:: What you will do ::
Among the lines below, tally those holding the string "Some" and give the total only.

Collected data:

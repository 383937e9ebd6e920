// Character entity and roster management

use glam::Vec2;
use log::debug;

use super::animation::{AnimationClip, AnimationCursor};
use super::data::CharacterData;
use super::state::{next_state, CharacterState, Locomotion, TransitionInput};
use crate::core::math::clamp;
use crate::engine::input::InputSnapshot;
use crate::engine::renderer::{Sprite, TextureHandle};

/// Stage-wide values every character needs for one tick
#[derive(Debug, Clone, Copy, PartialEq)]
pub struct TickContext {
    /// Viewport integer scale factor
    pub scale: f32,
    /// Sprite scale relative to the viewport scale
    pub character_scale: f32,
    /// Drawing surface width in screen pixels
    pub surface_width: f32,
}

impl TickContext {
    /// Screen pixels per source pixel of a sprite sheet
    pub fn sprite_scale(&self) -> f32 {
        self.scale * self.character_scale
    }
}

/// One sprite sheet per animation state
#[derive(Debug, Clone, Copy, PartialEq, Eq)]
pub struct SpriteSheets {
    pub idle: TextureHandle,
    pub wind_up: Option<TextureHandle>,
    pub moving: TextureHandle,
}

impl SpriteSheets {
    /// Sheet drawn in the given state
    pub fn for_state(&self, state: CharacterState) -> TextureHandle {
        match state {
            CharacterState::Idle => self.idle,
            CharacterState::WindUp => self.wind_up.unwrap_or(self.moving),
            CharacterState::Move => self.moving,
        }
    }
}

/// A player-controllable animated character
#[derive(Debug, Clone)]
pub struct Character {
    /// Character name (for logging)
    pub name: String,
    /// Top-left of the drawn frame, in screen pixels relative to the canvas
    pub position: Vec2,
    /// Direction character is facing (1 = right, -1 = left)
    pub facing_direction: f32,

    state: CharacterState,
    cursor: AnimationCursor,
    locomotion: Locomotion,
    data: CharacterData,
    sheets: SpriteSheets,
}

impl Character {
    /// Create a character from already validated metadata
    pub fn new(
        name: &str,
        data: CharacterData,
        sheets: SpriteSheets,
        locomotion: Locomotion,
        position: Vec2,
    ) -> Self {
        Self {
            name: name.to_string(),
            position,
            facing_direction: 1.0,
            state: CharacterState::Idle,
            cursor: AnimationCursor::new(),
            locomotion,
            data,
            sheets,
        }
    }

    /// Advance the character by one tick
    ///
    /// Only the active character reads `input`; everyone else falls back to
    /// idle.
    pub fn update(&mut self, input: InputSnapshot, is_active: bool, ctx: &TickContext) {
        let wind_up_complete = self.state == CharacterState::WindUp
            && self
                .cursor
                .on_final_tick(self.data.clip(CharacterState::WindUp));

        let next = next_state(
            self.locomotion,
            self.state,
            TransitionInput {
                driving: is_active && input.any_direction(),
                wind_up_complete,
            },
        );

        if next != self.state {
            debug!("{}: {:?} -> {:?}", self.name, self.state, next);
            self.state = next;
            self.cursor.reset();
        }

        if is_active {
            let step = self.data.speed(self.locomotion, self.state) * ctx.scale;
            if input.left {
                self.position.x -= step;
                self.facing_direction = -1.0;
            }
            if input.right {
                self.position.x += step;
                self.facing_direction = 1.0;
            }
        }

        let clip = *self.current_clip();
        self.cursor.advance(&clip);

        let half = self.width(ctx) / 2.0;
        self.position.x = clamp(self.position.x, -half, ctx.surface_width - half);
    }

    /// Drawn width of the current frame in screen pixels
    pub fn width(&self, ctx: &TickContext) -> f32 {
        self.current_clip().frame_width as f32 * ctx.sprite_scale()
    }

    /// Sprite for the current frame, mirrored when facing left
    pub fn sprite(&self, ctx: &TickContext) -> Sprite {
        let clip = self.current_clip();
        let scale = ctx.sprite_scale();
        let (sx, sy, sw, sh) = clip.source_rect(self.cursor.frame());

        Sprite::new(
            self.position,
            Vec2::new(sw as f32 * scale, sh as f32 * scale),
            self.sheets.for_state(self.state),
        )
        .with_source(sx, sy, sw, sh)
        .with_flip_horizontal(self.facing_direction < 0.0)
    }

    /// Multiply the position by a factor (used when the viewport scale changes)
    pub fn rescale(&mut self, factor: f32) {
        self.position *= factor;
    }

    /// Get the current state
    #[cfg(test)]
    pub fn state(&self) -> CharacterState {
        self.state
    }

    #[cfg(test)]
    pub fn frame(&self) -> u32 {
        self.cursor.frame()
    }

    fn current_clip(&self) -> &AnimationClip {
        self.data.clip(self.state)
    }
}

/// Ordered characters plus which one currently receives input
#[derive(Debug, Default)]
pub struct CharacterRoster {
    characters: Vec<Character>,
    active: usize,
}

impl CharacterRoster {
    pub fn new() -> Self {
        Self::default()
    }

    /// Add a character at the end of the list
    pub fn spawn_character(
        &mut self,
        name: &str,
        data: CharacterData,
        sheets: SpriteSheets,
        locomotion: Locomotion,
        position: Vec2,
    ) -> usize {
        let index = self.characters.len();
        self.characters
            .push(Character::new(name, data, sheets, locomotion, position));
        log::info!("Spawned character '{}' (#{}) at {:?}", name, index, position);

        index
    }

    /// Tick every character in list order
    pub fn update(&mut self, input: InputSnapshot, ctx: &TickContext) {
        let active = self.active;
        for (index, character) in self.characters.iter_mut().enumerate() {
            character.update(input, index == active, ctx);
        }
    }

    /// Hand input to the next character, wrapping around
    pub fn switch_active(&mut self) {
        if self.characters.is_empty() {
            return;
        }
        self.active = (self.active + 1) % self.characters.len();
        if let Some(character) = self.characters.get(self.active) {
            log::info!("Active character: {}", character.name);
        }
    }

    #[cfg(test)]
    pub fn active_index(&self) -> usize {
        self.active
    }

    pub fn active(&self) -> Option<&Character> {
        self.characters.get(self.active)
    }

    /// Sprites for every character, in draw order
    pub fn sprites(&self, ctx: &TickContext) -> impl Iterator<Item = Sprite> + '_ {
        let ctx = *ctx;
        self.characters.iter().map(move |c| c.sprite(&ctx))
    }

    /// Rescale every position by a factor
    pub fn rescale(&mut self, factor: f32) {
        for character in &mut self.characters {
            character.rescale(factor);
        }
    }

    #[cfg(test)]
    pub fn all(&self) -> &[Character] {
        &self.characters
    }

    /// Get the number of characters
    pub fn count(&self) -> usize {
        self.characters.len()
    }
}

#[cfg(test)]
mod tests {
    use super::*;
    use approx::assert_relative_eq;

    const CTX: TickContext = TickContext {
        scale: 2.0,
        character_scale: 0.5,
        surface_width: 128.0,
    };

    fn sheets() -> SpriteSheets {
        SpriteSheets {
            idle: TextureHandle(0),
            wind_up: Some(TextureHandle(1)),
            moving: TextureHandle(2),
        }
    }

    fn data() -> CharacterData {
        CharacterData {
            idle: AnimationClip::new(4, 32, 32, 10),
            moving: AnimationClip::new(4, 32, 32, 3),
            wind_up: Some(AnimationClip::new(2, 32, 32, 5)),
            move_speed: 1.0,
            move_initial_speed: Some(0.5),
        }
    }

    fn character(locomotion: Locomotion) -> Character {
        Character::new(
            "test",
            data(),
            sheets(),
            locomotion,
            Vec2::new(40.0, 10.0),
        )
    }

    const RIGHT: InputSnapshot = InputSnapshot {
        left: false,
        right: true,
    };
    const LEFT: InputSnapshot = InputSnapshot {
        left: true,
        right: false,
    };
    const NONE: InputSnapshot = InputSnapshot {
        left: false,
        right: false,
    };

    #[test]
    fn test_idle_without_input_stays_idle() {
        let mut c = character(Locomotion::Staged);
        c.update(NONE, true, &CTX);
        assert_eq!(c.state(), CharacterState::Idle);
        assert_eq!(c.frame(), 0);
    }

    #[test]
    fn test_inactive_settles_to_idle_within_one_tick() {
        for locomotion in [Locomotion::Direct, Locomotion::Staged] {
            let mut c = character(locomotion);
            for _ in 0..25 {
                c.update(RIGHT, true, &CTX);
            }
            assert_ne!(c.state(), CharacterState::Idle);

            c.update(RIGHT, false, &CTX);
            assert_eq!(c.state(), CharacterState::Idle);
        }
    }

    #[test]
    fn test_inactive_ignores_input() {
        let mut c = character(Locomotion::Direct);
        c.update(LEFT, false, &CTX);
        assert_eq!(c.position, Vec2::new(40.0, 10.0));
        assert_eq!(c.facing_direction, 1.0);
    }

    #[test]
    fn test_move_clip_loops_after_twelve_ticks() {
        let mut c = character(Locomotion::Direct);
        for tick in 1..=12u32 {
            c.update(RIGHT, true, &CTX);
            assert_eq!(c.state(), CharacterState::Move);
            if tick % 3 == 1 {
                assert_eq!(c.frame(), tick / 3, "tick {}", tick);
            }
        }
        assert_eq!(c.frame(), 0);
    }

    #[test]
    fn test_staged_wind_up_plays_full_cycle() {
        let mut c = character(Locomotion::Staged);
        for tick in 1..=9 {
            c.update(RIGHT, true, &CTX);
            assert_eq!(c.state(), CharacterState::WindUp, "tick {}", tick);
        }
        c.update(RIGHT, true, &CTX);
        assert_eq!(c.state(), CharacterState::Move);
        assert_eq!(c.frame(), 0);
    }

    #[test]
    fn test_releasing_during_wind_up_restarts_it() {
        let mut c = character(Locomotion::Staged);
        for _ in 0..7 {
            c.update(RIGHT, true, &CTX);
        }
        c.update(NONE, true, &CTX);
        assert_eq!(c.state(), CharacterState::Idle);

        for tick in 1..=9 {
            c.update(RIGHT, true, &CTX);
            assert_eq!(c.state(), CharacterState::WindUp, "tick {}", tick);
        }
    }

    #[test]
    fn test_wind_up_uses_initial_speed() {
        let mut c = character(Locomotion::Staged);
        c.update(RIGHT, true, &CTX);
        assert_relative_eq!(c.position.x, 41.0);

        for _ in 0..9 {
            c.update(RIGHT, true, &CTX);
        }
        assert_eq!(c.state(), CharacterState::Move);
        assert_relative_eq!(c.position.x, 41.0 + 8.0 * 1.0 + 2.0);
    }

    #[test]
    fn test_clamp_bounds_hold_for_long_runs() {
        let mut c = character(Locomotion::Direct);
        let half = c.width(&CTX) / 2.0;
        for _ in 0..500 {
            c.update(RIGHT, true, &CTX);
            assert!(c.position.x <= CTX.surface_width - half);
        }
        assert_relative_eq!(c.position.x, CTX.surface_width - half);

        for _ in 0..500 {
            c.update(LEFT, true, &CTX);
            assert!(c.position.x >= -half);
        }
        assert_relative_eq!(c.position.x, -half);
    }

    #[test]
    fn test_facing_flips_even_when_clamped() {
        let mut c = character(Locomotion::Direct);
        c.position.x = -100.0;
        c.update(LEFT, true, &CTX);
        assert_eq!(c.facing_direction, -1.0);
        let pinned = c.position.x;

        c.update(LEFT, true, &CTX);
        assert_eq!(c.position.x, pinned);
        assert_eq!(c.facing_direction, -1.0);

        c.update(RIGHT, true, &CTX);
        assert_eq!(c.facing_direction, 1.0);
    }

    #[test]
    fn test_both_directions_face_right_without_moving() {
        let mut c = character(Locomotion::Direct);
        c.facing_direction = -1.0;
        let both = InputSnapshot {
            left: true,
            right: true,
        };
        c.update(both, true, &CTX);
        assert_eq!(c.facing_direction, 1.0);
        assert_relative_eq!(c.position.x, 40.0);
    }

    #[test]
    fn test_sprite_uses_state_sheet_and_flip() {
        let mut c = character(Locomotion::Direct);
        let idle = c.sprite(&CTX);
        assert_eq!(idle.texture, TextureHandle(0));
        assert_eq!(idle.size, Vec2::new(32.0, 32.0));
        assert!(!idle.flip_horizontal);

        for _ in 0..4 {
            c.update(LEFT, true, &CTX);
        }
        let moving = c.sprite(&CTX);
        assert_eq!(moving.texture, TextureHandle(2));
        assert_eq!(moving.source, Some([32, 0, 32, 32]));
        assert!(moving.flip_horizontal);
        assert_eq!(moving.position, c.position);
    }

    #[test]
    fn test_roster_only_active_reads_input() {
        let mut roster = CharacterRoster::new();
        roster.spawn_character("a", data(), sheets(), Locomotion::Direct, Vec2::ZERO);
        roster.spawn_character(
            "b",
            data(),
            sheets(),
            Locomotion::Direct,
            Vec2::new(50.0, 0.0),
        );

        roster.update(RIGHT, &CTX);
        assert_eq!(roster.all()[0].state(), CharacterState::Move);
        assert_eq!(roster.all()[1].state(), CharacterState::Idle);

        roster.switch_active();
        assert_eq!(roster.active_index(), 1);
        roster.update(RIGHT, &CTX);
        assert_eq!(roster.all()[0].state(), CharacterState::Idle);
        assert_eq!(roster.all()[1].state(), CharacterState::Move);

        roster.switch_active();
        assert_eq!(roster.active_index(), 0);
    }

    #[test]
    fn test_switch_on_empty_roster_is_noop() {
        let mut roster = CharacterRoster::new();
        roster.switch_active();
        assert_eq!(roster.active_index(), 0);
        assert!(roster.active().is_none());
    }

    #[test]
    fn test_rescale_positions() {
        let mut roster = CharacterRoster::new();
        let index = roster.spawn_character(
            "a",
            data(),
            sheets(),
            Locomotion::Direct,
            Vec2::new(24.0, 12.0),
        );
        roster.rescale(1.5);
        assert_eq!(roster.all()[index].position, Vec2::new(36.0, 18.0));
        assert_eq!(roster.sprites(&CTX).count(), 1);
    }
}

:: Finished exercise ::
5